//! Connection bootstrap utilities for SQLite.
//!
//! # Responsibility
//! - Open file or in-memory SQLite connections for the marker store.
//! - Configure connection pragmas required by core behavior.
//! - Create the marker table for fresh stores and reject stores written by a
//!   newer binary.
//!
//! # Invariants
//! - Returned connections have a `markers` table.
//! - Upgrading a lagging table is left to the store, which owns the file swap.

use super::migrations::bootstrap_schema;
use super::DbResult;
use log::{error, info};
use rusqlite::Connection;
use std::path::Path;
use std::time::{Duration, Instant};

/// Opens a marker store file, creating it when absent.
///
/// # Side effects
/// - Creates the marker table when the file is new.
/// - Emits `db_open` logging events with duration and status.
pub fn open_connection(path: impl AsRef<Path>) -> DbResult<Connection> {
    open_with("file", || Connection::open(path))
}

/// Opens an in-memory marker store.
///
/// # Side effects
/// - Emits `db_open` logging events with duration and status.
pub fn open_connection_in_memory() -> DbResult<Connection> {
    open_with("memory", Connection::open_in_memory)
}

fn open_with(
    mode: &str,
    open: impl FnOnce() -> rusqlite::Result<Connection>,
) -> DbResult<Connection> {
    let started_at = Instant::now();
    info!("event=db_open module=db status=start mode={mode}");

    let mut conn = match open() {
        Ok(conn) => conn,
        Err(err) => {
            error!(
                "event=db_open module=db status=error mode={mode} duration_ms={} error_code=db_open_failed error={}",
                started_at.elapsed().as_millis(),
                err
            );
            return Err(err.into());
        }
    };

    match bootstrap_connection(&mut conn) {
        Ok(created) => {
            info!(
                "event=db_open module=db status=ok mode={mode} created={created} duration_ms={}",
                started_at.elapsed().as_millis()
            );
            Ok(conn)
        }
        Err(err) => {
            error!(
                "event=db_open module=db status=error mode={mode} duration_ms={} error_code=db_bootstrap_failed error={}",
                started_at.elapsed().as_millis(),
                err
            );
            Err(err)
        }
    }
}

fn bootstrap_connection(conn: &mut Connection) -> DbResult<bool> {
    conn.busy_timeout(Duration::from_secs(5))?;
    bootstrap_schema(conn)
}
* * *
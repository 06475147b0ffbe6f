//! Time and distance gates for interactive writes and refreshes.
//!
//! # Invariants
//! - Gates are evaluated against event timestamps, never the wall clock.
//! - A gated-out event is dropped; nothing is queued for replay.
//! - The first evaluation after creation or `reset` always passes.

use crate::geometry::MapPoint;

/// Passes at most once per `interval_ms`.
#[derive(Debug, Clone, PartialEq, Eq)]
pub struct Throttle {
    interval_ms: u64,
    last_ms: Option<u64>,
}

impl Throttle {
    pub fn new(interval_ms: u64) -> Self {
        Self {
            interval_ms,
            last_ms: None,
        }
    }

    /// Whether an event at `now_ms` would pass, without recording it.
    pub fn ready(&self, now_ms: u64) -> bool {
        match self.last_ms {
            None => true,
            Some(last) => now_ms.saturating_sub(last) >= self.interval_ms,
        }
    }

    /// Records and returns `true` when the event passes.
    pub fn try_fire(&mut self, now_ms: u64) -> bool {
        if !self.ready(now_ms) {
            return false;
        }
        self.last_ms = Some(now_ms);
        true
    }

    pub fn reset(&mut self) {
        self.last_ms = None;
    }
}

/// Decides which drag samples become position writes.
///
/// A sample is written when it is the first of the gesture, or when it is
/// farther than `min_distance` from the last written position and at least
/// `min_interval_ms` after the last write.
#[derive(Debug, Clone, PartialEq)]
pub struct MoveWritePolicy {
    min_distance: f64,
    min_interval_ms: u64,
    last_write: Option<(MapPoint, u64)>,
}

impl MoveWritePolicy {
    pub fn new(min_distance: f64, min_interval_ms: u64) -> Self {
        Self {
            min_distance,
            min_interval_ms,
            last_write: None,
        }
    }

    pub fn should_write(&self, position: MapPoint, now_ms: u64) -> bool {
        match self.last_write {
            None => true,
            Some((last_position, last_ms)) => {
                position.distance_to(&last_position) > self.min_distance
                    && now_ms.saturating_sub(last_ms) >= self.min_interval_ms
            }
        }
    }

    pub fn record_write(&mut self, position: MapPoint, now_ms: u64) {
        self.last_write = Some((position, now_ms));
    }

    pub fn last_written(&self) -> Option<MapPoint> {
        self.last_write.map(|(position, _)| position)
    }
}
==
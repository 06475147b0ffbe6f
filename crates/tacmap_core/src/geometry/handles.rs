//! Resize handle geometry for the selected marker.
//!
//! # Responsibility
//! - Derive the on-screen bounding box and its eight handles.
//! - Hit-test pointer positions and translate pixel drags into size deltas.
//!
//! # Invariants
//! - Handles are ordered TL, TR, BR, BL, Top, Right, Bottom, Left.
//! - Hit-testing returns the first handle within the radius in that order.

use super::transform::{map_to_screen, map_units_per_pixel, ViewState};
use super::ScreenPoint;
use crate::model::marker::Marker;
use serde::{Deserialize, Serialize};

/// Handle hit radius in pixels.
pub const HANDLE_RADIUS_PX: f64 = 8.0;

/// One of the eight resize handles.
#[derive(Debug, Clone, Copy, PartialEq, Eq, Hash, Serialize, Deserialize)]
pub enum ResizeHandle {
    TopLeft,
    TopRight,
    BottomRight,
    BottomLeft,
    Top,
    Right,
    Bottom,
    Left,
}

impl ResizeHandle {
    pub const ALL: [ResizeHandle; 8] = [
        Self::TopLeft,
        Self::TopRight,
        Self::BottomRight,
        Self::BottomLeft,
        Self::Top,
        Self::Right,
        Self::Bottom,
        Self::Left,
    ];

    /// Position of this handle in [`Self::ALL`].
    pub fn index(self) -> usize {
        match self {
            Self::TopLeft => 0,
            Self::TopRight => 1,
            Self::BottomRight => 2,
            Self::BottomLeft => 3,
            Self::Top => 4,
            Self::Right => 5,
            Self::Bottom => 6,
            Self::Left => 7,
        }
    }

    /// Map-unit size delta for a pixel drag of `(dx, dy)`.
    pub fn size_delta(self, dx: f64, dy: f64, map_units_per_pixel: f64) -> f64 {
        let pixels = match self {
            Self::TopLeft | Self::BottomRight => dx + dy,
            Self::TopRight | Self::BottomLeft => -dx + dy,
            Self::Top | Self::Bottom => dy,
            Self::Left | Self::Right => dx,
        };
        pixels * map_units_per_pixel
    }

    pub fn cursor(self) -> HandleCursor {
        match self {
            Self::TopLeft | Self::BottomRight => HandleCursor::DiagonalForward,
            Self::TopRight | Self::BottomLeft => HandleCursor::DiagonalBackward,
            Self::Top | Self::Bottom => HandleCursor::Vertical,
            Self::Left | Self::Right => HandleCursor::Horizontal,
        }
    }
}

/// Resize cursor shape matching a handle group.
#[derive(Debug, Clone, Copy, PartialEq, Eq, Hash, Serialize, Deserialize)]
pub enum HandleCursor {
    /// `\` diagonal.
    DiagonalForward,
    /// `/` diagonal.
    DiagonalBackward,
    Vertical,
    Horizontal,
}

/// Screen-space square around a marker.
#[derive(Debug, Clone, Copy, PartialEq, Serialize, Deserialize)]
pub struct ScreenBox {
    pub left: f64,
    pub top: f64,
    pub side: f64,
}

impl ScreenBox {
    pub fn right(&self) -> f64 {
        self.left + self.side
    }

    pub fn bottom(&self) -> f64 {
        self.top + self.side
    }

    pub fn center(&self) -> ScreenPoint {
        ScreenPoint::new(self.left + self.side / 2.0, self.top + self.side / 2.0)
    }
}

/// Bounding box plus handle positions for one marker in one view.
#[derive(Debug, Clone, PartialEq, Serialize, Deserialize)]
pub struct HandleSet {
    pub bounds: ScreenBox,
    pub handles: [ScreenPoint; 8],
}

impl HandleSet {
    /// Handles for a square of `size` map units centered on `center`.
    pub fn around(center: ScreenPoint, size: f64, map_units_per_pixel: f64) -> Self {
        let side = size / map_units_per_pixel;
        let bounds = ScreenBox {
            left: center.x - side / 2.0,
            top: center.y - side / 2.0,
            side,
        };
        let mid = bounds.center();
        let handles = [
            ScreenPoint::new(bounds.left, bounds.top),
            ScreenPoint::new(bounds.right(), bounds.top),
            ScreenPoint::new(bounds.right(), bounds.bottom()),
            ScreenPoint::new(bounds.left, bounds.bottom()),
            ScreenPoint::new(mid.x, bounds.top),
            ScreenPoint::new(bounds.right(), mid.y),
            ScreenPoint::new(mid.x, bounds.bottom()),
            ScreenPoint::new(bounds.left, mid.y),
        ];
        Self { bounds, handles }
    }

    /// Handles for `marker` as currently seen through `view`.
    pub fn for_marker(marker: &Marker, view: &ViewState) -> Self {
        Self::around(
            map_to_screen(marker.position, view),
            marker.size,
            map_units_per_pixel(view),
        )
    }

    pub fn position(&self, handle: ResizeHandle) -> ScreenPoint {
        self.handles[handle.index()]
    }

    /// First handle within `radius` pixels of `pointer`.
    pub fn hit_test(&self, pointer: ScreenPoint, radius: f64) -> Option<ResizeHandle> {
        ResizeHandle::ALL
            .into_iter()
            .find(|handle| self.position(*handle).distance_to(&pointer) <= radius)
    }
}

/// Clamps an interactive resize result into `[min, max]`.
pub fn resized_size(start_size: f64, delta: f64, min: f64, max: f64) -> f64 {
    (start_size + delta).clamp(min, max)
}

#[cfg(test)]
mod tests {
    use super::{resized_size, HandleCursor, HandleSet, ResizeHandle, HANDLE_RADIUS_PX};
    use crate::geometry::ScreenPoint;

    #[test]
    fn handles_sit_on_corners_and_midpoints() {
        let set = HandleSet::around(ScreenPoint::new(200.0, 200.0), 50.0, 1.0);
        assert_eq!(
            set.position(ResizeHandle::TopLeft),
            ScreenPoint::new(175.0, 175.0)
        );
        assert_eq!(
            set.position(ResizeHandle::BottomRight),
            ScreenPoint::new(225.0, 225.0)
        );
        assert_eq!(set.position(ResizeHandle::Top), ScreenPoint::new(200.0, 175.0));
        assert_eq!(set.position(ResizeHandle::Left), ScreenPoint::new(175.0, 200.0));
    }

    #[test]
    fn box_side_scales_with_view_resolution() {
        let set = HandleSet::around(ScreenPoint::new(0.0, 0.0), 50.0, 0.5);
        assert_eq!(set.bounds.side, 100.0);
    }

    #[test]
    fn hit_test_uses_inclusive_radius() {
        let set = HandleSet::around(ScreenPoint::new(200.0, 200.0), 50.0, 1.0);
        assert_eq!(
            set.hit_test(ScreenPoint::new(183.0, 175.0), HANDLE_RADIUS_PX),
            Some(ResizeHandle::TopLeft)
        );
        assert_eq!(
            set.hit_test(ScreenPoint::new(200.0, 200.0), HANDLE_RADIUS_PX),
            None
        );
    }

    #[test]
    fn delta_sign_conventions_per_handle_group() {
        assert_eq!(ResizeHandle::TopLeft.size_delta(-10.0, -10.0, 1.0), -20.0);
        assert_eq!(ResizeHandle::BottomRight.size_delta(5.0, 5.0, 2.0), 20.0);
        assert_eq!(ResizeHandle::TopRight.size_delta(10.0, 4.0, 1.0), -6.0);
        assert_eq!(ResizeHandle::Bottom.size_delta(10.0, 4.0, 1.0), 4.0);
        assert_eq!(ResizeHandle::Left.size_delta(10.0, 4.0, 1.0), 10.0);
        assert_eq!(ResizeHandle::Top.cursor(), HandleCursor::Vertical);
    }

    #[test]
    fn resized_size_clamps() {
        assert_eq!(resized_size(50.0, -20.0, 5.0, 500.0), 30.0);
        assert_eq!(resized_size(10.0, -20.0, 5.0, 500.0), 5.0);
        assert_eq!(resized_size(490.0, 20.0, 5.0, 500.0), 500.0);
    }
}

* Work instructions *
Extract each line from the listing that holds the word "DiagonalForward".

* Answer to this task *
            Self::TopLeft | Self::BottomRight => HandleCursor::DiagonalForward,
    DiagonalForward,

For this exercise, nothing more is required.